The SHHK also donated land for the construction of the Nanyang University (now Nanyang Technological University) campus in 1955. In 2010, the clan also set up a pre-school with an emphasis on Chinese and bilingual education.

==== Collaboration with the Singapore University of Technology and Design (SUTD) ====
On 16 February 2019, a collaboration with Singapore University of Technology and Design (SUTD) was announced by Singapore Hokkien Huay Kuan, and was followed by a signing of Memorandum of Understanding. Students from the six institutions affiliated to Singapore Hokkien Huay Kuan will benefit from corporate partnership through school-based programmes co-developed with SUTD. These programmes aim to inspire students to empower and embrace students with literacy in technology, design and innovation.

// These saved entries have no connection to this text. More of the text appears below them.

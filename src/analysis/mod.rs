//! Analysis module - aggregation passes and scalar indicators

mod aggregator;
mod metrics;

pub use aggregator::{AggregateError, Aggregator, CityTotal, DailyCumulative, FactorBreakdown};
pub use metrics::{FactorTotals, HeadlineTotals, MetricCalculator, MetricError, SexTotals};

=== Promotion of Chinese Literacy ===
In support of promoting Chinese literary writing and raise the standard of Chinese Language in Singapore, the SHHK Literacy Awards were established since 2003 as an amalgamation of the SHHK Primary Schools Chinese Essay Writing Competition (since 1984), National Secondary School Chinese Creative Writing Competition – Xin Lei Jiang (since 2003), as well as the Singapore Tertiary Chinese Literary Awards (since 2002), which SHHK is the main sponsor.

==Religious projects==
SHHK manages the operations of four temples in Singapore:
- Thian Hock Keng Temple (天福宮), built in 1839
- Goh Chor Tua Peh Kong Temple (梧槽大伯公庙), built in 1847
- Kim Lan Beo Temple (金兰庙), first built in 1830 & moved to current location in 1984
- Leng San Teng Temple (麟山亭北极宫), built in 1879

==Sources of funding==
SHHK has two wholly owned real-estate development subsidiaries, Yunnan Realty Pte. Ltd. and Balestier Realty Pte. Ltd., which develop properties for sale and rental.

== News articles ==
- "Thousands of historical records from Hokkien community to be made publicly available" (2021)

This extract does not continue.